Last modified: 2011-12-12 22:46:51 UTC
It would be useful to add a configuration variable or per-language variable which makes AntiSpoof to ignore several characters when doing script mixture check. That would be very useful for Osetian projects. In spite of using a cyrillic script, Osetian language has letters "Æ" and "æ" used in it. Those letters have both cyrillic and latin versions, but latin one is supported by more software, so it most Osetian web sites use it rather than cyrillic æ.
Among other possible cases, Roman numbers in non-Latin (Cyrillic) texts. Like in a possible name «Юзер VI» and similar. The case, very similar to the Ossetic, can be met in many other Cyrillic languages of Russia, like I (Latin capital i) for graphically identical "palochka" character in many languages of Daghestan.
> In spite of using a cyrillic script, Osetian language has letters "Æ" and "æ" > used in it. Hmm... As I see in source code: > array( 0x0400, 0x052F, "SCRIPT_CYRILLIC" ), # Cyrillic, Cyrillic Supplement This range includes "U+04D4 CYRILLIC CAPITAL LIGATURE A IE" and "U+04D5 CYRILLIC SMALL LIGATURE A IE", respectively "Ӕ" and "ӕ", so `AntiSpoof' should not be a problem for Ossetian users. Is it still a problem? Please confirm. Уастырджыйи хорзӕх уӕ уӕд!

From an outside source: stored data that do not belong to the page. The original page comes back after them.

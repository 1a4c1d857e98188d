//! Beam policy types.

use crate::error::SearchError;

/// Budget and scheduling configuration for one search run.
#[derive(Debug, Clone, PartialEq, Eq)]
pub struct BeamPolicyV1 {
    /// Bound on rounds. Must be positive.
    pub max_steps: u32,
    /// Frontier width bound. Must be positive.
    pub beam_size: usize,
    /// Bound on intra-round concurrency. Must be positive; `1` runs the
    /// round fully synchronously.
    pub worker_threads: usize,
    /// Per-round scorer memoization (default: off).
    pub score_memo: ScoreMemoV1,
}

impl BeamPolicyV1 {
    /// Validate the policy before any round runs.
    ///
    /// # Errors
    ///
    /// Returns [`SearchError::InvalidPolicy`] for any non-positive bound.
    pub fn validate(&self) -> Result<(), SearchError> {
        if self.max_steps == 0 {
            return Err(SearchError::InvalidPolicy {
                detail: "max_steps must be positive (got 0)".into(),
            });
        }
        if self.beam_size == 0 {
            return Err(SearchError::InvalidPolicy {
                detail: "beam_size must be positive (got 0)".into(),
            });
        }
        if self.worker_threads == 0 {
            return Err(SearchError::InvalidPolicy {
                detail: "worker_threads must be positive (got 0)".into(),
            });
        }
        Ok(())
    }
}

impl Default for BeamPolicyV1 {
    fn default() -> Self {
        Self {
            max_steps: 8,
            beam_size: 8,
            worker_threads: 4,
            score_memo: ScoreMemoV1::Off,
        }
    }
}

/// Whether identical child states within one round share a single scorer
/// call.
///
/// `PerRound` only deduplicates *scorer invocations*: every child keeps its
/// own local bonus on top of the shared scorer value, so kept/pruned
/// decisions are unchanged — only collaborator call counts differ. Off by
/// default because call counts are observable to metered collaborators.
#[derive(Debug, Clone, Copy, PartialEq, Eq)]
pub enum ScoreMemoV1 {
    /// Every kept child is scored individually.
    Off,
    /// Children with byte-identical states are scored once per round.
    PerRound,
}
//! Backend-driven expansion strategies.

use winnower_engine::{CollaboratorError, ExpansionStrategy, ProposalV1};

use crate::backend::CompletionBackend;

/// Default cap on alternatives requested per expansion.
pub(crate) const DEFAULT_MAX_ALTERNATIVES: usize = 3;

/// System instruction for alternative-generation completions.
const ALTERNATIVES_SYSTEM: &str = "Generate alternatives only. No explanations.";

/// Local bonus attached to the fallback proposal when the backend produced
/// no usable line — a ranking penalty, not a probability.
const NO_ANSWER_BONUS: f64 = -1.0;

/// Expansion strategy that asks the backend for short alternative answers,
/// one per line.
///
/// Replies are split on lines; bullet dashes and surrounding whitespace are
/// trimmed and blank lines dropped. At most `max_alternatives` proposals are
/// returned, each with a zero local bonus. When no usable line remains, the
/// single fallback proposal `("No Answer", -1.0)` keeps the branch alive
/// with a score handicap instead of dead-ending it.
#[derive(Debug)]
pub struct AlternativesStrategy<B> {
    backend: B,
    max_alternatives: usize,
}

impl<B: CompletionBackend> AlternativesStrategy<B> {
    #[must_use]
    pub fn new(backend: B) -> Self {
        Self::with_limit(backend, DEFAULT_MAX_ALTERNATIVES)
    }

    #[must_use]
    pub fn with_limit(backend: B, max_alternatives: usize) -> Self {
        Self {
            backend,
            max_alternatives,
        }
    }
}

impl<B: CompletionBackend> ExpansionStrategy for AlternativesStrategy<B> {
    fn propose(&self, state: &str) -> Result<Vec<ProposalV1>, CollaboratorError> {
        let prompt = format!(
            "Propose up to {} short ALTERNATIVE answers, each on its own line, \
             no preamble. Current guess: {state}",
            self.max_alternatives
        );
        let reply = self.backend.complete(&prompt, Some(ALTERNATIVES_SYSTEM))?;

        let proposals: Vec<ProposalV1> = reply
            .lines()
            .map(|line| line.trim_matches(|c: char| c == '-' || c.is_whitespace()))
            .filter(|line| !line.is_empty())
            .take(self.max_alternatives)
            .map(|line| ProposalV1::new(line, 0.0))
            .collect();

        if proposals.is_empty() {
            return Ok(vec![ProposalV1::new("No Answer", NO_ANSWER_BONUS)]);
        }
        Ok(proposals)
    }
}
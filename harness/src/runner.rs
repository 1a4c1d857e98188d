//! Session orchestration: wire a completion backend into a search run.
//!
//! The runner owns composition only — strategy, evaluator, scorer, and
//! verifiers are assembled here and handed to the engine, which owns the
//! algorithm.

use winnower_engine::{
    beam_search, BeamPolicyV1, BeamRunV1, BlendedScorer, CandidateV1, EventSink, NoContradiction,
    NonEmptyAnswer, SearchError, Verifier,
};

use crate::backend::CompletionBackend;
use crate::judgment::RubricEvaluator;
use crate::strategies::{AlternativesStrategy, DEFAULT_MAX_ALTERNATIVES};

/// Configuration for one refinement session.
#[derive(Debug, Clone)]
pub struct SessionConfigV1 {
    /// The task description given to the strategy and the evaluator.
    pub task: String,
    /// Scoring rubric override; `None` uses the default rubric.
    pub rubric: Option<String>,
    /// Engine budgets and scheduling.
    pub policy: BeamPolicyV1,
    /// Cap on alternatives requested per expansion.
    pub max_alternatives: usize,
}

impl SessionConfigV1 {
    #[must_use]
    pub fn new(task: impl Into<String>) -> Self {
        Self {
            task: task.into(),
            rubric: None,
            policy: BeamPolicyV1::default(),
            max_alternatives: DEFAULT_MAX_ALTERNATIVES,
        }
    }
}

/// Run a refinement session from an empty root candidate.
///
/// Composes the backend-driven alternatives strategy, a rubric evaluator
/// behind the blended scorer, and the reference verifier pair
/// ([`NonEmptyAnswer`], [`NoContradiction`]).
///
/// # Errors
///
/// Returns [`SearchError`] for pre-flight policy failures; collaborator
/// failures during the run are contained per candidate and surface through
/// `sink`.
pub fn run_session<B: CompletionBackend>(
    config: &SessionConfigV1,
    backend: &B,
    sink: &mut dyn EventSink,
) -> Result<BeamRunV1, SearchError> {
    let strategy = AlternativesStrategy::with_limit(backend, config.max_alternatives);
    let evaluator = match &config.rubric {
        Some(rubric) => RubricEvaluator::with_rubric(backend, rubric.clone()),
        None => RubricEvaluator::new(backend),
    };
    let scorer = BlendedScorer::new(evaluator);
    let verifiers: Vec<Box<dyn Verifier>> =
        vec![Box::new(NonEmptyAnswer), Box::new(NoContradiction)];

    beam_search(
        CandidateV1::root(""),
        &config.task,
        &strategy,
        &verifiers,
        &scorer,
        &config.policy,
        sink,
    )
}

> …like I (Latin capital i) for graphically identical > "palochka" character in many languages of Daghestan. Cyrillic range: > array( 0x0400, 0x052F, "SCRIPT_CYRILLIC" ), # Cyrillic, Cyrillic Supplement includes "U+0406 CYRILLIC CAPITAL LETTER BYELORUSSIAN-UKRAINIAN I", "U+0407 CYRILLIC CAPITAL LETTER YI", "U+04CF CYRILLIC SMALL LETTER PALOCHKA" and many other characters… So I would recommend to push guys who work on keyboard layouts to provide end users with ability to enter all required symbols staying within Cyrillic Unicode block. It would be more correct in long term. > Among other possible cases, Roman numbers in non-Latin (Cyrillic) texts. Like > in a possible name «Юзер VI» and similar. I also faced this. However, it should be a problem only for kings and popes… Cyrillic range contains many fanny symbols, smart users can utilize them, e. g.: "Юзер ѴІ" or even "Юзер ХХХІІІ". Less smart people can write "Юзер Шестой" and "Юзер Тридцать третий". So I would recommend to close the bug. BTW: This is my personal opinion, I am not `AntiSpoof' maintainer or developer.